Et bien, tout d’abord, le film est tiré d’une pièce radiophonique dont j’aimais beaucoup la trame. En fait, l’auteur de la pièce est un de mes amis. Lui et moi formons une sorte d’équipe, il est d’ailleurs scénariste du film. Nous avions déjà travaillé ensemble sur des courts-métrages. Alors, lorsqu’il est venu me voir avec le scénario de sa pièce, je me suis tout de suite dit que ça ferait un bon film. L’attrait, pour moi, était également le challenge de rendre visuel ce qui, à la base, ne constituait qu’un long discours. Nous avons d’ailleurs dû retourner le matériau original afin d’y parvenir.

Il est d’ailleurs étonnant de découvrir un film aussi visuellement expressif, mais incroyablement silencieux…
Encore une fois, c’était un vrai défi. Mon point de départ était une pièce radiophonique. Ma vision de l’histoire était donc forcément subjective puisque c’était le pur fruit de mon imagination répondant aux mots. Pour revenir à votre première question, j’ai choisi de faire ce film car j’aimais la façon dont le scénario abordait l’absurdité du monde moderne et l’isolement, la solitude qu’il engendre.

Vous avez un problème avec notre société de consommation ?
Bien sûr ! Comme beaucoup, je pense que nous vivons dans une société qui, malgré ses bons côtés, est incroyablement stressante et superficielle.

Serait-ce votre vision de l’Enfer ? Cette ville froide peuplé de gens parfaits, mais inexpressifs ?
Partiellement, oui, même si ce serait plutôt celle du scénariste. Vous savez, je vis dans un pays riche du nord de l’Europe, dans lequel il est aisé - poussé par l’oisiveté - de se passionner pour des choses purement superficielles comme la décoration d’intérieur. Ici en Norvège, ces hobbies ont pris des proportions « étranges ».

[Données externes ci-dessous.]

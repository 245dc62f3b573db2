use newscheck_common::file_config::ModelsConfig;
use newscheck_common::{NewsCheckError, TopicResult};
use tracing::{debug, info};

use crate::{Dictionary, LdaModel, TextPreprocessor};

/// Dominant-topic inference: normalize, map to bag-of-words, run LDA.
pub struct TopicClassifier {
    preprocessor: TextPreprocessor,
    dictionary: Dictionary,
    model: LdaModel,
}

impl TopicClassifier {
    /// Load the dictionary and topic model exports named in `config`.
    pub fn load(config: &ModelsConfig) -> Result<Self, NewsCheckError> {
        let dictionary = Dictionary::load(&config.dictionary_path())?;
        let model = LdaModel::load(&config.topic_model_path())?;
        info!(
            topics = model.num_topics(),
            terms = model.num_terms(),
            vocabulary = dictionary.len(),
            "Topic model loaded"
        );
        Self::from_parts(TextPreprocessor::new(), dictionary, model)
    }

    pub fn from_parts(
        preprocessor: TextPreprocessor,
        dictionary: Dictionary,
        model: LdaModel,
    ) -> Result<Self, NewsCheckError> {
        if let Some(max_id) = dictionary.max_id() {
            if max_id as usize >= model.num_terms() {
                return Err(NewsCheckError::model_unavailable(
                    "dictionary",
                    format!(
                        "token id {max_id} exceeds the topic model's {} terms",
                        model.num_terms()
                    ),
                ));
            }
        }
        Ok(Self {
            preprocessor,
            dictionary,
            model,
        })
    }

    pub fn preprocessor(&self) -> &TextPreprocessor {
        &self.preprocessor
    }

    pub fn num_topics(&self) -> usize {
        self.model.num_topics()
    }

    pub fn infer_topic(&self, text: &str) -> TopicResult {
        let tokens = self.preprocessor.normalize(text);
        self.infer_tokens(&tokens)
    }

    /// Dominant topic for already-normalized tokens. A document with no known
    /// tokens gets the model's prior.
    pub fn infer_tokens(&self, tokens: &[String]) -> TopicResult {
        let bow = self.dictionary.doc2bow(tokens);
        let result = self.model.dominant_topic(&bow);
        debug!(
            tokens = tokens.len(),
            known = bow.len(),
            topic = result.topic_id,
            probability = result.probability,
            "Topic inferred"
        );
        result
    }
}

#[cfg(test)]
mod tests {
    use super::*;
    use crate::fixtures;
    use std::collections::HashMap;

    #[test]
    fn political_text_maps_to_politics_topic() {
        let classifier = fixtures::topic_classifier();
        let result = classifier.infer_topic("El gobierno convoca elecciones y el congreso debate");
        assert_eq!(result.topic_id, 0);
        assert!(result.probability > 0.5);
    }

    #[test]
    fn economic_text_maps_to_economy_topic() {
        let classifier = fixtures::topic_classifier();
        let result = classifier.infer_topic("La inflación frena los salarios y los mercados caen");
        assert_eq!(result.topic_id, 1);
        assert!(result.probability <= 1.0);
    }

    #[test]
    fn empty_text_still_yields_a_topic() {
        let classifier = fixtures::topic_classifier();
        let result = classifier.infer_topic("");
        assert!(result.topic_id < classifier.num_topics());
        assert!((0.0..=1.0).contains(&result.probability));
    }

    #[test]
    fn same_text_same_topic() {
        let classifier = fixtures::topic_classifier();
        let text = "Los salarios del gobierno";
        assert_eq!(classifier.infer_topic(text), classifier.infer_topic(text));
    }

    #[test]
    fn dictionary_must_fit_model() {
        let dictionary = Dictionary::new(HashMap::from([("gobiern".to_string(), 40)]));
        let err = TopicClassifier::from_parts(
            TextPreprocessor::new(),
            dictionary,
            fixtures::two_topic_lda(),
        )
        .err()
        .unwrap();
        assert!(matches!(err, NewsCheckError::ModelUnavailable { .. }));
    }

    #[test]
    fn load_reads_exports_from_model_dir() {
        let dir = tempfile::tempdir().unwrap();
        let models = fixtures::write_model_dir(dir.path()).unwrap();
        let classifier = TopicClassifier::load(&models).unwrap();
        assert_eq!(classifier.num_topics(), 2);
        assert_eq!(classifier.infer_topic("congreso").topic_id, 0);
    }

    #[test]
    fn missing_exports_are_model_unavailable() {
        let dir = tempfile::tempdir().unwrap();
        let models = ModelsConfig {
            model_dir: dir.path().to_path_buf(),
            ..ModelsConfig::default()
        };
        assert!(matches!(
            TopicClassifier::load(&models),
            Err(NewsCheckError::ModelUnavailable { .. })
        ));
    }
}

Est-ce pour cette raison que vous avez à ce point stylisé la ville dans le film ? Des rues propres, vides, sans voitures ni arbres…
C’était un élément absent de la pièce radiophonique. Ce point de vue radical est arrivé lors de la préparation de Norway of life : comment représenter un monde vivant au sein duquel la vie est sans importance, voire absente. Nous avons donc supprimé arbres, enfants et tout ce qui pouvait faire « désordre » dans cet univers où tout est sous contrôle.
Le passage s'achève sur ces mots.